What does speech “look” like

to an Automatic Speech Recognition System?

Jiang Wujiang.wu@binghamton.eduElectrical Engineering Department

Say if you are only allowed to use 39 values to represent a speech seg of 1 sec long…

What are “speech features?” What are good features?

◦ Discriminative

◦ “Curse of Dimensionality”

How do we extract features from speech?

From both time and frequency domain…

For each frame of pre-recorded speech, we try to extract the feature as to compress its spectrum.

Frequency Domain Features : “Static” Features

0 2 4 6 8-0.2

Frequency [kHz]

BV1BV2

-60 -40 -20 0 20 40 60-0.25

Time [ms]

BV1BV2

Time Domain Features : Trajectories of Static Spectral Features over Time Most recent research has

shown that spectral trajectories, over time, also play an important role in ASR.

Thus, we also want to let computers see what happens over time, about the center of each static feature.

So finally to the ASR system, the speech features look like…

Time (Sec)

Original Spectrogram

0.5 0.6 0.7 0.8 0.9 1 1.1 1.2 1.3 1.4 1.50

Time (Sec)

Rebuilt Spectrogram

0.5 0.6 0.7 0.8 0.9 1 1.1 1.2 1.3 1.4 1.50

Other Features for Future Study… Pitch Contour :

◦ Strongly related to “tones”◦ Very popular feature type

for tonal languages: Mandarin, Cantonese, Some of Korean dialects, etc.
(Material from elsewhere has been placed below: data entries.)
//! Starting values for the ARMA optimizer.
//!
//! Hannan-Rissanen (1982):
//! 1. Regress the series on the k regressors by OLS and remove the fit
//! 2. For p, q > 0: fit a long AR by conditional MLE (lag length by BIC),
//!    take its residuals and regress y_t on its own lags and lagged residuals
//! 3. For pure AR or pure MA: Yule-Walker coefficients of the given order
//! 4. Blocks that cannot be estimated, or that are not stationary /
//!    invertible, fall back to zeros

use nalgebra::{DMatrix, DVector};
use tracing::{debug, warn};

use crate::ar::{default_maxlag, ArModel};
use crate::error::{Result, TsaError};
use crate::polynomial::{is_invertible, is_stationary};
use crate::regression::{lagmat, ols, yule_walker, YuleWalkerMethod};
use crate::types::{ArConfig, ArmaOrder, FitMethod, InfoCriterion, Trend};

/// ARMA coefficients from the long-AR residual regression (p > 0, q > 0).
fn long_ar_regression(y: &[f64], p: usize, q: usize) -> Result<Vec<f64>> {
    let n = y.len();
    let maxlag = default_maxlag(n).min(n.saturating_sub(1) / 3);
    let ar_fit = ArModel::new(y)?.fit(&ArConfig {
        maxlag: Some(maxlag),
        method: FitMethod::Cmle,
        ic: Some(InfoCriterion::Bic),
        trend: Trend::None,
        ..ArConfig::default()
    })?;
    let p_tmp = ar_fit.laglen;
    debug!(p_tmp, "long AR lag length selected by BIC");

    // resid[j] is the long-AR residual at time j + p_tmp
    let fitted = lagmat(y, p_tmp)? * DVector::from_column_slice(&ar_fit.params);
    let resid: Vec<f64> = y[p_tmp..]
        .iter()
        .zip(fitted.iter())
        .map(|(v, f)| v - f)
        .collect();

    let start_t = std::cmp::max(p, p_tmp + q);
    if n <= start_t + p + q {
        return Err(TsaError::InsufficientData {
            n,
            min: start_t + p + q + 1,
        });
    }
    let rows = n - start_t;
    let x = DMatrix::from_fn(rows, p + q, |i, j| {
        let t = start_t + i;
        if j < p {
            y[t - 1 - j]
        } else {
            resid[t - 1 - (j - p) - p_tmp]
        }
    });
    let rhs = DVector::from_column_slice(&y[start_t..]);
    Ok(ols(&rhs, &x)?.iter().copied().collect())
}

fn arma_block(y: &[f64], p: usize, q: usize) -> Result<Vec<f64>> {
    let mut block = vec![0.0; p + q];
    if q > 0 {
        if p > 0 {
            block = long_ar_regression(y, p, q)?;
        } else {
            let (ma, _) = yule_walker(y, q, YuleWalkerMethod::Unbiased, true)?;
            block[..q].copy_from_slice(&ma);
        }
    } else if p > 0 {
        let (ar, _) = yule_walker(y, p, YuleWalkerMethod::Unbiased, true)?;
        block[..p].copy_from_slice(&ar);
    }
    Ok(block)
}

/// Hannan-Rissanen starting values `[exog(k) | ar(p) | ma(q)]`.
///
/// Never fails on estimation problems: the ARMA block falls back to zeros
/// with a warning. Errors only for inconsistent dimensions.
pub fn hannan_rissanen(
    endog: &[f64],
    exog: Option<&DMatrix<f64>>,
    order: ArmaOrder,
) -> Result<Vec<f64>> {
    let (p, q) = (order.p, order.q);
    let k = exog.map_or(0, |x| x.ncols());
    let mut start = vec![0.0; k + p + q];

    let mut y = endog.to_vec();
    if let Some(x) = exog.filter(|x| x.ncols() > 0) {
        if x.nrows() != endog.len() {
            return Err(TsaError::DimensionMismatch(format!(
                "exog has {} rows, endog has {}",
                x.nrows(),
                endog.len()
            )));
        }
        let beta = ols(&DVector::from_column_slice(endog), x)?;
        start[..k].copy_from_slice(beta.as_slice());
        let fitted = x * &beta;
        for (v, f) in y.iter_mut().zip(fitted.iter()) {
            *v -= f;
        }
    }

    if p + q == 0 {
        return Ok(start);
    }

    match arma_block(&y, p, q) {
        Ok(block) => start[k..].copy_from_slice(&block),
        Err(e) => warn!(error = %e, p, q, "Hannan-Rissanen failed, using zero ARMA start values"),
    }
    Ok(sanitize(start, p, q, k))
}

/// Zero any AR block that is not stationary and any MA block that is not
/// invertible so the start vector lies inside the transform domain.
pub fn sanitize(mut start: Vec<f64>, p: usize, q: usize, k: usize) -> Vec<f64> {
    if start[k..k + p].iter().any(|v| !v.is_finite()) || !is_stationary(&start[k..k + p]) {
        warn!(ar = ?&start[k..k + p], "non-stationary AR start values, using zeros");
        start[k..k + p].iter_mut().for_each(|v| *v = 0.0);
    }
    let ma = k + p..k + p + q;
    if start[ma.clone()].iter().any(|v| !v.is_finite()) || !is_invertible(&start[ma.clone()]) {
        warn!(ma = ?&start[ma.clone()], "non-invertible MA start values, using zeros");
        start[ma].iter_mut().for_each(|v| *v = 0.0);
    }
    start
}

#[cfg(test)]
mod tests {
    use super::*;
    use std::f64::consts::PI;

    fn normals(n: usize, seed: u64) -> Vec<f64> {
        let mut state = seed;
        let mut next = || {
            state = state
                .wrapping_mul(6364136223846793005)
                .wrapping_add(1442695040888963407);
            ((state >> 11) as f64 + 0.5) / (1u64 << 53) as f64
        };
        (0..n)
            .map(|_| {
                let u1 = next();
                let u2 = next();
                (-2.0 * u1.ln()).sqrt() * (2.0 * PI * u2).cos()
            })
            .collect()
    }

    fn simulate_arma11(n: usize, phi: f64, theta: f64, seed: u64) -> Vec<f64> {
        let e = normals(n + 100, seed);
        let mut y = vec![0.0; n + 100];
        for t in 1..n + 100 {
            y[t] = phi * y[t - 1] + e[t] + theta * e[t - 1];
        }
        y.split_off(100)
    }

    #[test]
    fn test_ar1_start_near_truth() {
        let y = simulate_arma11(800, 0.6, 0.0, 1);
        let start = hannan_rissanen(&y, None, ArmaOrder::new(1, 0)).unwrap();
        assert_eq!(start.len(), 1);
        assert!((start[0] - 0.6).abs() < 0.1, "start = {:?}", start);
    }

    #[test]
    fn test_arma11_start_near_truth() {
        let y = simulate_arma11(1000, 0.7, 0.3, 2);
        let start = hannan_rissanen(&y, None, ArmaOrder::new(1, 1)).unwrap();
        assert_eq!(start.len(), 2);
        assert!((start[0] - 0.7).abs() < 0.15, "start = {:?}", start);
        assert!((start[1] - 0.3).abs() < 0.15, "start = {:?}", start);
    }

    #[test]
    fn test_exog_block_is_ols() {
        let e = normals(300, 3);
        let y: Vec<f64> = e.iter().map(|v| 5.0 + 0.1 * v).collect();
        let x = DMatrix::from_element(300, 1, 1.0);
        let start = hannan_rissanen(&y, Some(&x), ArmaOrder::new(1, 0)).unwrap();
        let mean = y.iter().sum::<f64>() / 300.0;
        assert!((start[0] - mean).abs() < 1e-10);
        assert!(start[1].abs() < 0.3);
    }

    #[test]
    fn test_short_series_falls_back() {
        let y = vec![0.1, -0.2, 0.3, 0.0, 0.5];
        let start = hannan_rissanen(&y, None, ArmaOrder::new(2, 2)).unwrap();
        assert_eq!(start.len(), 4);
        assert!(start.iter().all(|v| v.is_finite()));
    }

    #[test]
    fn test_sanitize_zeroes_offending_block() {
        let start = sanitize(vec![9.0, 1.2, 0.4], 1, 1, 1);
        assert_eq!(start, vec![9.0, 0.0, 0.4]);
        let start = sanitize(vec![0.5, -1.5], 1, 1, 0);
        assert_eq!(start, vec![0.5, 0.0]);
    }
}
“Perceptual Features:◦ Analyze speech signal as to

how human’s auditory system “perceptually” process sound

◦ Frequency resolution and time resolution both depend on frequency and time..

0 0.5 1 1.5 2 2.5 3-4000

4000Speech waveform

Time (seconds)

0 0.5 1 1.5 2 2.50

300Pitch

Time (seconds)

0.5 1 1.5 2 2.5 30

8000Spectrogram

Our Speech Lab Dr. Montri Karnjanadecha (Force Alignment) Chandra Vootkuri (Ph.D.) (Landmark Theory) Brian Wong (M.S.) (Freq. Non-linearity) Andrew Hwang(M.S.) (Feature Transform)

Our Current Projects Project 1: To create an open source multi- language

audio database for spoken language processing applications.

Project 2: To understand tonal languages.

◦Signal processing (A/D)◦Probability theory, pattern recognition and

machine learning◦Understanding of human auditory system/

linguistic/musicality will be a bonus!

Background you need..

Speech Research is interesting!

◦ Pronunciation therapy

◦ Singing voice processing

◦ Hearing aids

Tons of interesting applications!!

Talk to a public computer in your real life…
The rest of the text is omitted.